Neither Title II Crowdfunding nor Title III Crowdfunding require any kind of registration statement and Title II is free of most reporting requirements.
Investors under Title IV are limited to 10 percent of their income or net worth, whichever is more.
Securities under Title IV can be equity, debt or debt convertible into equity or guarantees thereof.
Unlike securities offered under Title II and Title III, Title IV registered crowdfunding proposed rules are freely transferable.
Regulation A+ might be fairly characterized as the “sleeping giant” of the Act and bears little resemblance to its older and largely neglected brother – Regulation A – because Regulation A is both little known and little used.

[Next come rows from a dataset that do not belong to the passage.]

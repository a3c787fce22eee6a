//! Timetable generator facade.
//!
//! Wires a [`Catalog`], a [`SlotMappingIndex`] and a [`GeneratorConfig`]
//! into the expansion drivers. Course codes are resolved up front, so a
//! missing course fails the whole run before any record is produced;
//! everything after that is local and only shows up in
//! [`GenerationStats`].
//!
//! # Runs
//!
//! | Method | Driver | Seed |
//! |--------|--------|------|
//! | [`Generator::generate`] | staged | empty grid |
//! | [`Generator::augment`] | staged | each base record |
//! | [`Generator::lab_timetables`] | global pairing | none |

use tracing::{info, warn};

use crate::catalog::Catalog;
use crate::config::{GeneratorConfig, UnknownCodePolicy};
use crate::error::Result;
use crate::expansion::{GenerationStats, GlobalPairing, Stage, StagedExpansion};
use crate::index::SlotMappingIndex;
use crate::models::{Course, TimetableRecord};
use crate::normalize::{Normalizer, TheoryOnly};
use crate::overlay::OverlayEngine;

/// Generation entry point.
///
/// # Example
///
/// ```
/// use u_timetable::catalog::Catalog;
/// use u_timetable::generator::Generator;
/// use u_timetable::index::SlotMappingIndex;
/// use u_timetable::models::{Course, GridLayout};
///
/// let index = SlotMappingIndex::build(&GridLayout::standard());
/// let catalog = Catalog::new(vec![
///     Course::new("PHY1008").with_semester(1).with_degree("ECE")
///         .with_offering("A1+TA1").with_offering("B1+TB1"),
///     Course::new("STS1009").with_offering("A1+TA1").with_offering("C1+TC1"),
/// ]);
///
/// let (records, stats) = Generator::new(&catalog, &index)
///     .generate(&["PHY1008", "STS1009"])
///     .unwrap();
/// // (A1, A1) collides; three combinations remain.
/// assert_eq!(records.len(), 3);
/// assert_eq!(stats.conflicts, 1);
/// assert_eq!(records[0].degree, "ECE");
/// ```
#[derive(Debug, Clone)]
pub struct Generator<'a> {
    catalog: &'a Catalog,
    index: &'a SlotMappingIndex,
    config: GeneratorConfig,
}

impl<'a> Generator<'a> {
    /// Creates a generator with the default configuration.
    pub fn new(catalog: &'a Catalog, index: &'a SlotMappingIndex) -> Self {
        Self {
            catalog,
            index,
            config: GeneratorConfig::default(),
        }
    }

    /// Sets the configuration.
    pub fn with_config(mut self, config: GeneratorConfig) -> Self {
        self.config = config;
        self
    }

    /// The active configuration.
    pub fn config(&self) -> &GeneratorConfig {
        &self.config
    }

    /// Overlay engine with the configured unknown-code policy.
    pub fn engine(&self) -> OverlayEngine<'a> {
        OverlayEngine::new(self.index).with_policy(self.config.unknown_code_policy)
    }

    fn normalizer(&self, theory_only: bool) -> Normalizer<'a> {
        let normalizer = Normalizer::new(self.index);
        if theory_only {
            normalizer.with_filter(TheoryOnly::new(self.config.lab_suffix.clone()))
        } else {
            normalizer
        }
    }

    fn stage_for(&self, course: &Course, normalizer: &Normalizer<'_>) -> Stage {
        let stage = Stage::from_course(course, normalizer);

        let mut unknown: Vec<String> = Vec::new();
        for offering in &stage.offerings {
            for code in self.index.unknown_codes(&offering.codes) {
                if !unknown.contains(&code) {
                    unknown.push(code);
                }
            }
        }
        if !unknown.is_empty() {
            match self.config.unknown_code_policy {
                UnknownCodePolicy::Ignore => warn!(
                    course = %course.code,
                    codes = ?unknown,
                    "slot codes missing from index; treated as always free"
                ),
                UnknownCodePolicy::Reject => warn!(
                    course = %course.code,
                    codes = ?unknown,
                    "slot codes missing from index; offerings using them are rejected"
                ),
            }
        }
        if stage.is_empty() {
            warn!(course = %course.code, "course has no usable offerings");
        }
        stage
    }

    /// Resolves `codes` into stages, in the given order.
    ///
    /// # Errors
    /// [`CourseNotFound`](crate::error::TimetableError::CourseNotFound) for
    /// the first code missing from the catalog.
    pub fn stages<S: AsRef<str>>(&self, codes: &[S]) -> Result<Vec<Stage>> {
        let normalizer = self.normalizer(self.config.theory_only);
        Ok(self
            .catalog
            .get_all(codes)?
            .into_iter()
            .map(|course| self.stage_for(course, &normalizer))
            .collect())
    }

    /// Generates every timetable containing one offering of each course,
    /// staged in the given order onto an empty grid.
    ///
    /// Semester and degree come from the first course. With no codes the
    /// empty seed is the only record.
    pub fn generate<S: AsRef<str>>(
        &self,
        codes: &[S],
    ) -> Result<(Vec<TimetableRecord>, GenerationStats)> {
        let stages = self.stages(codes)?;
        let expansion = StagedExpansion::new(self.engine(), &stages);
        let (records, stats) = expansion.expand(expansion.empty_seed()).collect_with_stats();
        info!(
            courses = stages.len(),
            accepted = stats.accepted,
            rejected = stats.rejected(),
            "generation finished"
        );
        Ok((records, stats))
    }

    /// Extends every base record with one offering of each course.
    ///
    /// Unreadable bases (`Err` items) are skipped and counted.
    pub fn augment<I, S>(
        &self,
        bases: I,
        codes: &[S],
    ) -> Result<(Vec<TimetableRecord>, GenerationStats)>
    where
        I: IntoIterator<Item = Result<TimetableRecord>>,
        S: AsRef<str>,
    {
        let stages = self.stages(codes)?;
        let expansion = StagedExpansion::new(self.engine(), &stages);
        Ok(expansion.expand_all(bases).collect_with_stats())
    }

    /// [`augment`](Self::augment) over stored JSON documents.
    pub fn augment_json<'j, I, S>(
        &self,
        documents: I,
        codes: &[S],
    ) -> Result<(Vec<TimetableRecord>, GenerationStats)>
    where
        I: IntoIterator<Item = &'j str>,
        S: AsRef<str>,
    {
        self.augment(documents.into_iter().map(TimetableRecord::from_json), codes)
    }

    /// Every clash-free combination of one offering per lab course.
    ///
    /// Lab courses are the catalog entries whose code ends with the
    /// configured lab suffix, in catalog order. The theory-only filter
    /// does not apply here.
    pub fn lab_timetables(&self) -> (Vec<TimetableRecord>, GenerationStats) {
        let normalizer = self.normalizer(false);
        let stages: Vec<Stage> = self
            .catalog
            .lab_courses(&self.config.lab_suffix)
            .into_iter()
            .map(|course| self.stage_for(course, &normalizer))
            .collect();
        if stages.is_empty() {
            warn!(suffix = %self.config.lab_suffix, "no lab courses in catalog");
        }

        GlobalPairing::new(self.engine(), &stages)
            .with_dedupe(self.config.dedupe_results)
            .iter()
            .collect_with_stats()
    }
}

#[cfg(test)]
mod tests {
    use super::*;
    use crate::error::TimetableError;
    use crate::models::GridLayout;

    fn sample_index() -> SlotMappingIndex {
        SlotMappingIndex::build(&GridLayout::standard())
    }

    fn sample_catalog() -> Catalog {
        Catalog::new(vec![
            Course::new("PHY1008")
                .with_semester(1)
                .with_degree("ECE")
                .with_offering("A1+TA1")
                .with_offering("a1+ta1")
                .with_offering("B1+TB1"),
            Course::new("ENG1011")
                .with_offering("C2+TC2")
                .with_offering("D2+TDD2")
                .with_offering("E2+TE2L"),
            Course::new("PHY1008L").with_offering("L1+L2").with_offering("L3+L4"),
            Course::new("ENG1011L").with_offering("L1+L2").with_offering("L5+L6"),
        ])
    }

    #[test]
    fn test_generate() {
        let index = sample_index();
        let catalog = sample_catalog();
        let (records, stats) = Generator::new(&catalog, &index)
            .generate(&["PHY1008", "ENG1011"])
            .unwrap();
        // 2 distinct PHY footprints × 3 ENG footprints.
        assert_eq!(records.len(), 6);
        assert_eq!(stats.accepted, 6);
        assert!(records.iter().all(|r| r.semester == 1));
    }

    #[test]
    fn test_theory_only() {
        let index = sample_index();
        let catalog = sample_catalog();
        let config = GeneratorConfig::new().with_theory_only(true);
        let (records, _) = Generator::new(&catalog, &index)
            .with_config(config)
            .generate(&["PHY1008", "ENG1011"])
            .unwrap();
        assert_eq!(records.len(), 4);
    }

    #[test]
    fn test_course_not_found_is_fatal() {
        let index = sample_index();
        let catalog = sample_catalog();
        let err = Generator::new(&catalog, &index)
            .generate(&["PHY1008", "CSE2005"])
            .unwrap_err();
        assert!(matches!(err, TimetableError::CourseNotFound { ref code } if code == "CSE2005"));
        assert!(!err.is_local());
    }

    #[test]
    fn test_augment_json_skips_malformed() {
        let index = sample_index();
        let catalog = sample_catalog();
        let generator = Generator::new(&catalog, &index);
        let (bases, _) = generator.generate(&["PHY1008"]).unwrap();
        let good = bases[0].to_json().unwrap();
        let docs = [good.as_str(), r#"{"semester": 1, "grid": {"Monday": []}}"#, "not json"];

        let (records, stats) = generator.augment_json(docs, &["ENG1011"]).unwrap();
        assert_eq!(records.len(), 3);
        assert_eq!(stats.bases_processed, 1);
        assert_eq!(stats.malformed_bases, 2);
        assert!(records.iter().all(|r| r.has_all_courses(&["PHY1008", "ENG1011"])));
    }

    #[test]
    fn test_augment_json_accepts_stringified_grid() {
        let index = sample_index();
        let catalog = sample_catalog();
        let generator = Generator::new(&catalog, &index);
        let (bases, _) = generator.generate(&["PHY1008"]).unwrap();
        let base = &bases[0];
        let doc = serde_json::json!({
            "semester": base.semester,
            "degree": base.degree,
            "grid": base.grid.to_json().unwrap(),
            "allSlots": base.all_slots,
        })
        .to_string();
        let bad_grid = r#"{"semester": 1, "degree": "ECE", "grid": "oops", "allSlots": []}"#;

        let (records, stats) = generator
            .augment_json([doc.as_str(), bad_grid], &["ENG1011"])
            .unwrap();
        assert_eq!(records.len(), 3);
        assert_eq!(stats.bases_processed, 1);
        assert_eq!(stats.malformed_bases, 1);
        assert!(records.iter().all(|r| r.has_all_courses(&["PHY1008", "ENG1011"])));
    }

    #[test]
    fn test_lab_timetables() {
        let index = sample_index();
        let catalog = sample_catalog();
        let (records, stats) = Generator::new(&catalog, &index).lab_timetables();
        assert_eq!(records.len(), 3);
        assert_eq!(stats.conflicts, 1);
        assert!(records
            .iter()
            .all(|r| r.has_all_courses(&["PHY1008L", "ENG1011L"])));
    }

    #[test]
    fn test_reject_policy() {
        let index = sample_index();
        let catalog = Catalog::new(vec![Course::new("CSE2005")
            .with_offering("A1+TA1")
            .with_offering("Q7+TB1")]);
        let config = GeneratorConfig::new().with_unknown_code_policy(UnknownCodePolicy::Reject);
        let (records, stats) = Generator::new(&catalog, &index)
            .with_config(config)
            .generate(&["CSE2005"])
            .unwrap();
        assert_eq!(records.len(), 1);
        assert_eq!(stats.unknown_code_rejections, 1);
    }
}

It has slowly but steadily received increasing attention and interest from market shareholders over the past year.
It is the immediate liquidity and greater transparency that sets Regulation A+ apart from Regulation D and Rule 506 with no mandatory disclosure, no dollar limit and a holding period of one year.
The most contentious issue holding up final Regulation A+ rules adoption is considered by some to be federal pre-emption of state laws regarding the issuance of securities.
Those laws, which vary from state to state, basically hold that a state regulator can bar an issuer from selling securities in that state if the offering is deemed too risky for ordinary investors.
But the SEC appears to be moving toward state review preemption because state laws would be duplicative and add little to investor protection while adding a great deal of otherwise unnecessary time, expense and uncertainty to a proposed capital raise.
As a result, some believe the SEC is in the homestretch of Regulation A+ rulemaking, with final rules approval expected by mid-summer.